Task item:
Transcribe the full listing exactly.

Provided material:
══════════
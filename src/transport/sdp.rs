//! Codec selection against a viewer's offer
//!
//! A session carries at most one video and one audio track. The first codec
//! of each kind in the channel's codec set that the transport can packetize
//! and the viewer offers is used, anything else is left out of the session.

use tracing::warn;

use crate::model::packet::{CodecKind, CodecSet};

/// A channel codec that ends up as a track of the session.
#[derive(Debug, Clone, Copy, PartialEq, Eq)]
pub struct TrackPlan {
    /// Index of the codec in the channel's codec set
    pub idx: usize,
    pub codec: CodecKind,
}

/// Codecs the transport can packetize.
pub fn is_supported(codec: CodecKind) -> bool {
    !matches!(codec, CodecKind::H265 | CodecKind::Aac)
}

/// Encoding names of every `a=rtpmap` line in an SDP.
pub fn offered_encodings(sdp: &str) -> Vec<String> {
    sdp.lines()
        .filter_map(|line| line.trim().strip_prefix("a=rtpmap:"))
        .filter_map(|rest| rest.split_whitespace().nth(1))
        .filter_map(|encoding| encoding.split('/').next())
        .map(|name| name.to_ascii_uppercase())
        .collect()
}

pub fn select_tracks(codecs: &CodecSet, offer_sdp: &str) -> Vec<TrackPlan> {
    let offered = offered_encodings(offer_sdp);
    let mut video: Option<TrackPlan> = None;
    let mut audio: Option<TrackPlan> = None;

    for (idx, codec) in codecs.iter().enumerate() {
        let codec = codec.kind;
        if !is_supported(codec) {
            warn!(codec = %codec, "Codec not supported by WebRTC, skipping");
            continue;
        }

        let slot = if codec.is_video() { &mut video } else { &mut audio };
        if slot.is_some() {
            continue;
        }

        let name = codec.encoding_name().to_ascii_uppercase();
        if offered.iter().any(|o| *o == name) {
            *slot = Some(TrackPlan { idx, codec });
        }
    }

    video.into_iter().chain(audio).collect()
}

/// The planned tracks whose codec made it into the answer.
pub fn retain_answered(plan: Vec<TrackPlan>, answer_sdp: &str) -> Vec<TrackPlan> {
    let answered = offered_encodings(answer_sdp);
    plan.into_iter()
        .filter(|track| {
            let name = track.codec.encoding_name().to_ascii_uppercase();
            let kept = answered.iter().any(|a| *a == name);
            if !kept {
                warn!(codec = %track.codec, "Codec dropped from the answer");
            }
            kept
        })
        .collect()
}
══════════
Response below:
filename src/transport/sdp.rs
//! Codec selection against a viewer's offer
//!
//! A session carries at most one video and one audio track. The first codec
//! of each kind in the channel's codec set that the transport can packetize
//! and the viewer offers is used, anything else is left out of the session.

use tracing::warn;

use crate::model::packet::{CodecKind, CodecSet};

/// A channel codec that ends up as a track of the session.
#[derive(Debug, Clone, Copy, PartialEq, Eq)]
pub struct TrackPlan {
    /// Index of the codec in the channel's codec set
    pub idx: usize,
    pub codec: CodecKind,
}

/// Codecs the transport can packetize.
pub fn is_supported(codec: CodecKind) -> bool {
    !matches!(codec, CodecKind::H265 | CodecKind::Aac)
}

/// Encoding names of every `a=rtpmap` line in an SDP.
pub fn offered_encodings(sdp: &str) -> Vec<String> {
    sdp.lines()
        .filter_map(|line| line.trim().strip_prefix("a=rtpmap:"))
        .filter_map(|rest| rest.split_whitespace().nth(1))
        .filter_map(|encoding| encoding.split('/').next())
        .map(|name| name.to_ascii_uppercase())
        .collect()
}

pub fn select_tracks(codecs: &CodecSet, offer_sdp: &str) -> Vec<TrackPlan> {
    let offered = offered_encodings(offer_sdp);
    let mut video: Option<TrackPlan> = None;
    let mut audio: Option<TrackPlan> = None;

    for (idx, codec) in codecs.iter().enumerate() {
        let codec = codec.kind;
        if !is_supported(codec) {
            warn!(codec = %codec, "Codec not supported by WebRTC, skipping");
            continue;
        }

        let slot = if codec.is_video() { &mut video } else { &mut audio };
        if slot.is_some() {
            continue;
        }

        let name = codec.encoding_name().to_ascii_uppercase();
        if offered.iter().any(|o| *o == name) {
            *slot = Some(TrackPlan { idx, codec });
        }
    }

    video.into_iter().chain(audio).collect()
}

/// The planned tracks whose codec made it into the answer.
pub fn retain_answered(plan: Vec<TrackPlan>, answer_sdp: &str) -> Vec<TrackPlan> {
    let answered = offered_encodings(answer_sdp);
    plan.into_iter()
        .filter(|track| {
            let name = track.codec.encoding_name().to_ascii_uppercase();
            let kept = answered.iter().any(|a| *a == name);
            if !kept {
                warn!(codec = %track.codec, "Codec dropped from the answer");
            }
            kept
        })
        .collect()
}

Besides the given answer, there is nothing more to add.